- What to do: All of the entries need to be copied character for character.

- Provided records:
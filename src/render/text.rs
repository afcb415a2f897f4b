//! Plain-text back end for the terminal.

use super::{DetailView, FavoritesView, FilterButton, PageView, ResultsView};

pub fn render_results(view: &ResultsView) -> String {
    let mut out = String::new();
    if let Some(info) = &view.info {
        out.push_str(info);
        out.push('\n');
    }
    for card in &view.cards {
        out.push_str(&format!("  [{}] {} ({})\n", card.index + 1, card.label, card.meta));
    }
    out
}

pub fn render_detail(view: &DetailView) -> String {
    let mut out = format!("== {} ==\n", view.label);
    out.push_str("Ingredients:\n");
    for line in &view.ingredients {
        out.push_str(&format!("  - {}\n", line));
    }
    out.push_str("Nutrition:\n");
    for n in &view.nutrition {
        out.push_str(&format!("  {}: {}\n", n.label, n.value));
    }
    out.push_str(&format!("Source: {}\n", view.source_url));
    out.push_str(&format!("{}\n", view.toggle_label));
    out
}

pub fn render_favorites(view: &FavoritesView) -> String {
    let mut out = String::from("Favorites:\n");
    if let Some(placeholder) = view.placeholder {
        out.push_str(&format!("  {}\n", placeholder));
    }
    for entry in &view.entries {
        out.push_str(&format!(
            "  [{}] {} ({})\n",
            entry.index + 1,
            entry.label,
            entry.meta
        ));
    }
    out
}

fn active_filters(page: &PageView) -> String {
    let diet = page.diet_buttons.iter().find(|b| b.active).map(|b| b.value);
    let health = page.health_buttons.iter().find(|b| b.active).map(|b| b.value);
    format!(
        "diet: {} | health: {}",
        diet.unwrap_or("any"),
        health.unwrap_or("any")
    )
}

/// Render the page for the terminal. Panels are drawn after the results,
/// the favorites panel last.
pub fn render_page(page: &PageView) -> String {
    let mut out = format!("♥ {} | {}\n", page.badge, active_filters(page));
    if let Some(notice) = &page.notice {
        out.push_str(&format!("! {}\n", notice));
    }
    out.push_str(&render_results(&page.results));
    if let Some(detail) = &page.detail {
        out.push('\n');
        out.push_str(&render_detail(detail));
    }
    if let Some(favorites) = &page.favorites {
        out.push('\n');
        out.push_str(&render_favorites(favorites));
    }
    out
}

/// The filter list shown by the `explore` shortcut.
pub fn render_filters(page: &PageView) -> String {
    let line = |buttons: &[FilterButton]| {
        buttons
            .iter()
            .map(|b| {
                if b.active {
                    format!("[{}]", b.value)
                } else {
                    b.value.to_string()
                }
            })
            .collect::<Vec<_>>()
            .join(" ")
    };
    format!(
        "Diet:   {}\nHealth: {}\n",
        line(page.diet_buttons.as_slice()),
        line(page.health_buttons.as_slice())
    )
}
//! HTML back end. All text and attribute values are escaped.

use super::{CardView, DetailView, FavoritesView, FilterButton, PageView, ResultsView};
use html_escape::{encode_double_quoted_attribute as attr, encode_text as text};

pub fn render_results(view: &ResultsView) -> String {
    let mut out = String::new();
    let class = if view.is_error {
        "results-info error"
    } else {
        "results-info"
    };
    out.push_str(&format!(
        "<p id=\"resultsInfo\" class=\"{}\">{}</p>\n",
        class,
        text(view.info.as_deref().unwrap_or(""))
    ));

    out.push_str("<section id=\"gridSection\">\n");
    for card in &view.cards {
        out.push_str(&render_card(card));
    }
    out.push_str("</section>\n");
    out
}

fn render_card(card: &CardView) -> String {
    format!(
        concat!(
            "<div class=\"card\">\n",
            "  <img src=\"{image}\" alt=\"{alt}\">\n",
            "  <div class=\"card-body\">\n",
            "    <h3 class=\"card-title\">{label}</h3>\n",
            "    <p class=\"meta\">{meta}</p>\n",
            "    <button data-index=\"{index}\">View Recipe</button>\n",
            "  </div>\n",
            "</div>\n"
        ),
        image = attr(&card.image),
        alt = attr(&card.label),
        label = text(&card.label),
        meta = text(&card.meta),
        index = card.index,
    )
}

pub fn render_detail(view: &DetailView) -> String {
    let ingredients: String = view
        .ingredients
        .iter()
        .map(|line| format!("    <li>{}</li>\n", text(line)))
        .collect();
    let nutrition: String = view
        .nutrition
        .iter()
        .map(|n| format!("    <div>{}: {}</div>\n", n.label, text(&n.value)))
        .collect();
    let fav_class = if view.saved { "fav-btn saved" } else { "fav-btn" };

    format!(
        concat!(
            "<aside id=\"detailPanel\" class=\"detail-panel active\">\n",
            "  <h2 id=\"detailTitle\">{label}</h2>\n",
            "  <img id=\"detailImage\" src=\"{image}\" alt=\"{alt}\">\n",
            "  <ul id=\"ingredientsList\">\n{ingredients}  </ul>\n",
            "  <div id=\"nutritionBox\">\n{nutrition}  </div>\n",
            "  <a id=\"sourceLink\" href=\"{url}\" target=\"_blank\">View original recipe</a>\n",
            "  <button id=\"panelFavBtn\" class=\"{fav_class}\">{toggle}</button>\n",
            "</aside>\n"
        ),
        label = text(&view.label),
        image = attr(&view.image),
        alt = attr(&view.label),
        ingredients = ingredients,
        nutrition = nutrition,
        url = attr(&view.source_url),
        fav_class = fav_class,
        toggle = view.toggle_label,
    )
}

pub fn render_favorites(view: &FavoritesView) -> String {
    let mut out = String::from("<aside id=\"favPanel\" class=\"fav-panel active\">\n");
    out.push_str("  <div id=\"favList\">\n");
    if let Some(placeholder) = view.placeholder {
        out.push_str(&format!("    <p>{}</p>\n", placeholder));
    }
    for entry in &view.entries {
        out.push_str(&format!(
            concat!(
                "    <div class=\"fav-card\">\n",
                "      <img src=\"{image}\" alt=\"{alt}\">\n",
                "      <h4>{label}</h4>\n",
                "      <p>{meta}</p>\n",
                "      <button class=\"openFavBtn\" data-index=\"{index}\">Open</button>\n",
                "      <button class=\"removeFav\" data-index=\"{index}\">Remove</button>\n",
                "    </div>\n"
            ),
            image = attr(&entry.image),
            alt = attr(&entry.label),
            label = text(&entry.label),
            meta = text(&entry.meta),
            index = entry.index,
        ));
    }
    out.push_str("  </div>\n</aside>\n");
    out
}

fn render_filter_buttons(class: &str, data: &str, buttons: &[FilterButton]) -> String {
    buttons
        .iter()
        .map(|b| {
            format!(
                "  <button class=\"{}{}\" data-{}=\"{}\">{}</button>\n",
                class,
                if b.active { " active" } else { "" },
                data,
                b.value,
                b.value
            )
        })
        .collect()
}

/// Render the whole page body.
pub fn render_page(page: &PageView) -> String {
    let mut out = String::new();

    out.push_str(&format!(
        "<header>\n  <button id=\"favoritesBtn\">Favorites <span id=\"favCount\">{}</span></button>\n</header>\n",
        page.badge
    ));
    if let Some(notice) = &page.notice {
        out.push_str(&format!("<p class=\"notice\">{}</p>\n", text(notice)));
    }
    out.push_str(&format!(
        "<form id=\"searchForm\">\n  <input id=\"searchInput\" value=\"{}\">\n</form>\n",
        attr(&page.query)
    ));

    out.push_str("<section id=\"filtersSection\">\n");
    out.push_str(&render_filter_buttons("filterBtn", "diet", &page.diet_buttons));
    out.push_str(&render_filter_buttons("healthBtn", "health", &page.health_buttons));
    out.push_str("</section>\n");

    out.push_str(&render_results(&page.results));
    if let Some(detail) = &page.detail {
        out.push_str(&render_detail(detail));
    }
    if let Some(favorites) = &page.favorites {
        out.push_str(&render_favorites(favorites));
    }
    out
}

- Response:
filename src/render/text.rs
repository afcb415a2f897f4b
//! Plain-text back end for the terminal.

use super::{DetailView, FavoritesView, FilterButton, PageView, ResultsView};

pub fn render_results(view: &ResultsView) -> String {
    let mut out = String::new();
    if let Some(info) = &view.info {
        out.push_str(info);
        out.push('\n');
    }
    for card in &view.cards {
        out.push_str(&format!("  [{}] {} ({})\n", card.index + 1, card.label, card.meta));
    }
    out
}

pub fn render_detail(view: &DetailView) -> String {
    let mut out = format!("== {} ==\n", view.label);
    out.push_str("Ingredients:\n");
    for line in &view.ingredients {
        out.push_str(&format!("  - {}\n", line));
    }
    out.push_str("Nutrition:\n");
    for n in &view.nutrition {
        out.push_str(&format!("  {}: {}\n", n.label, n.value));
    }
    out.push_str(&format!("Source: {}\n", view.source_url));
    out.push_str(&format!("{}\n", view.toggle_label));
    out
}

pub fn render_favorites(view: &FavoritesView) -> String {
    let mut out = String::from("Favorites:\n");
    if let Some(placeholder) = view.placeholder {
        out.push_str(&format!("  {}\n", placeholder));
    }
    for entry in &view.entries {
        out.push_str(&format!(
            "  [{}] {} ({})\n",
            entry.index + 1,
            entry.label,
            entry.meta
        ));
    }
    out
}

fn active_filters(page: &PageView) -> String {
    let diet = page.diet_buttons.iter().find(|b| b.active).map(|b| b.value);
    let health = page.health_buttons.iter().find(|b| b.active).map(|b| b.value);
    format!(
        "diet: {} | health: {}",
        diet.unwrap_or("any"),
        health.unwrap_or("any")
    )
}

/// Render the page for the terminal. Panels are drawn after the results,
/// the favorites panel last.
pub fn render_page(page: &PageView) -> String {
    let mut out = format!("♥ {} | {}\n", page.badge, active_filters(page));
    if let Some(notice) = &page.notice {
        out.push_str(&format!("! {}\n", notice));
    }
    out.push_str(&render_results(&page.results));
    if let Some(detail) = &page.detail {
        out.push('\n');
        out.push_str(&render_detail(detail));
    }
    if let Some(favorites) = &page.favorites {
        out.push('\n');
        out.push_str(&render_favorites(favorites));
    }
    out
}

/// The filter list shown by the `explore` shortcut.
pub fn render_filters(page: &PageView) -> String {
    let line = |buttons: &[FilterButton]| {
        buttons
            .iter()
            .map(|b| {
                if b.active {
                    format!("[{}]", b.value)
                } else {
                    b.value.to_string()
                }
            })
            .collect::<Vec<_>>()
            .join(" ")
    };
    format!(
        "Diet:   {}\nHealth: {}\n",
        line(page.diet_buttons.as_slice()),
        line(page.health_buttons.as_slice())
    )
}
//! HTML back end. All text and attribute values are escaped.

use super::{CardView, DetailView, FavoritesView, FilterButton, PageView, ResultsView};
use html_escape::{encode_double_quoted_attribute as attr, encode_text as text};

pub fn render_results(view: &ResultsView) -> String {
    let mut out = String::new();
    let class = if view.is_error {
        "results-info error"
    } else {
        "results-info"
    };
    out.push_str(&format!(
        "<p id=\"resultsInfo\" class=\"{}\">{}</p>\n",
        class,
        text(view.info.as_deref().unwrap_or(""))
    ));

    out.push_str("<section id=\"gridSection\">\n");
    for card in &view.cards {
        out.push_str(&render_card(card));
    }
    out.push_str("</section>\n");
    out
}

fn render_card(card: &CardView) -> String {
    format!(
        concat!(
            "<div class=\"card\">\n",
            "  <img src=\"{image}\" alt=\"{alt}\">\n",
            "  <div class=\"card-body\">\n",
            "    <h3 class=\"card-title\">{label}</h3>\n",
            "    <p class=\"meta\">{meta}</p>\n",
            "    <button data-index=\"{index}\">View Recipe</button>\n",
            "  </div>\n",
            "</div>\n"
        ),
        image = attr(&card.image),
        alt = attr(&card.label),
        label = text(&card.label),
        meta = text(&card.meta),
        index = card.index,
    )
}

pub fn render_detail(view: &DetailView) -> String {
    let ingredients: String = view
        .ingredients
        .iter()
        .map(|line| format!("    <li>{}</li>\n", text(line)))
        .collect();
    let nutrition: String = view
        .nutrition
        .iter()
        .map(|n| format!("    <div>{}: {}</div>\n", n.label, text(&n.value)))
        .collect();
    let fav_class = if view.saved { "fav-btn saved" } else { "fav-btn" };

    format!(
        concat!(
            "<aside id=\"detailPanel\" class=\"detail-panel active\">\n",
            "  <h2 id=\"detailTitle\">{label}</h2>\n",
            "  <img id=\"detailImage\" src=\"{image}\" alt=\"{alt}\">\n",
            "  <ul id=\"ingredientsList\">\n{ingredients}  </ul>\n",
            "  <div id=\"nutritionBox\">\n{nutrition}  </div>\n",
            "  <a id=\"sourceLink\" href=\"{url}\" target=\"_blank\">View original recipe</a>\n",
            "  <button id=\"panelFavBtn\" class=\"{fav_class}\">{toggle}</button>\n",
            "</aside>\n"
        ),
        label = text(&view.label),
        image = attr(&view.image),
        alt = attr(&view.label),
        ingredients = ingredients,
        nutrition = nutrition,
        url = attr(&view.source_url),
        fav_class = fav_class,
        toggle = view.toggle_label,
    )
}

pub fn render_favorites(view: &FavoritesView) -> String {
    let mut out = String::from("<aside id=\"favPanel\" class=\"fav-panel active\">\n");
    out.push_str("  <div id=\"favList\">\n");
    if let Some(placeholder) = view.placeholder {
        out.push_str(&format!("    <p>{}</p>\n", placeholder));
    }
    for entry in &view.entries {
        out.push_str(&format!(
            concat!(
                "    <div class=\"fav-card\">\n",
                "      <img src=\"{image}\" alt=\"{alt}\">\n",
                "      <h4>{label}</h4>\n",
                "      <p>{meta}</p>\n",
                "      <button class=\"openFavBtn\" data-index=\"{index}\">Open</button>\n",
                "      <button class=\"removeFav\" data-index=\"{index}\">Remove</button>\n",
                "    </div>\n"
            ),
            image = attr(&entry.image),
            alt = attr(&entry.label),
            label = text(&entry.label),
            meta = text(&entry.meta),
            index = entry.index,
        ));
    }
    out.push_str("  </div>\n</aside>\n");
    out
}

fn render_filter_buttons(class: &str, data: &str, buttons: &[FilterButton]) -> String {
    buttons
        .iter()
        .map(|b| {
            format!(
                "  <button class=\"{}{}\" data-{}=\"{}\">{}</button>\n",
                class,
                if b.active { " active" } else { "" },
                data,
                b.value,
                b.value
            )
        })
        .collect()
}

/// Render the whole page body.
pub fn render_page(page: &PageView) -> String {
    let mut out = String::new();

    out.push_str(&format!(
        "<header>\n  <button id=\"favoritesBtn\">Favorites <span id=\"favCount\">{}</span></button>\n</header>\n",
        page.badge
    ));
    if let Some(notice) = &page.notice {
        out.push_str(&format!("<p class=\"notice\">{}</p>\n", text(notice)));
    }
    out.push_str(&format!(
        "<form id=\"searchForm\">\n  <input id=\"searchInput\" value=\"{}\">\n</form>\n",
        attr(&page.query)
    ));

    out.push_str("<section id=\"filtersSection\">\n");
    out.push_str(&render_filter_buttons("filterBtn", "diet", &page.diet_buttons));
    out.push_str(&render_filter_buttons("healthBtn", "health", &page.health_buttons));
    out.push_str("</section>\n");

    out.push_str(&render_results(&page.results));
    if let Some(detail) = &page.detail {
        out.push_str(&render_detail(detail));
    }
    if let Some(favorites) = &page.favorites {
        out.push_str(&render_favorites(favorites));
    }
    out
}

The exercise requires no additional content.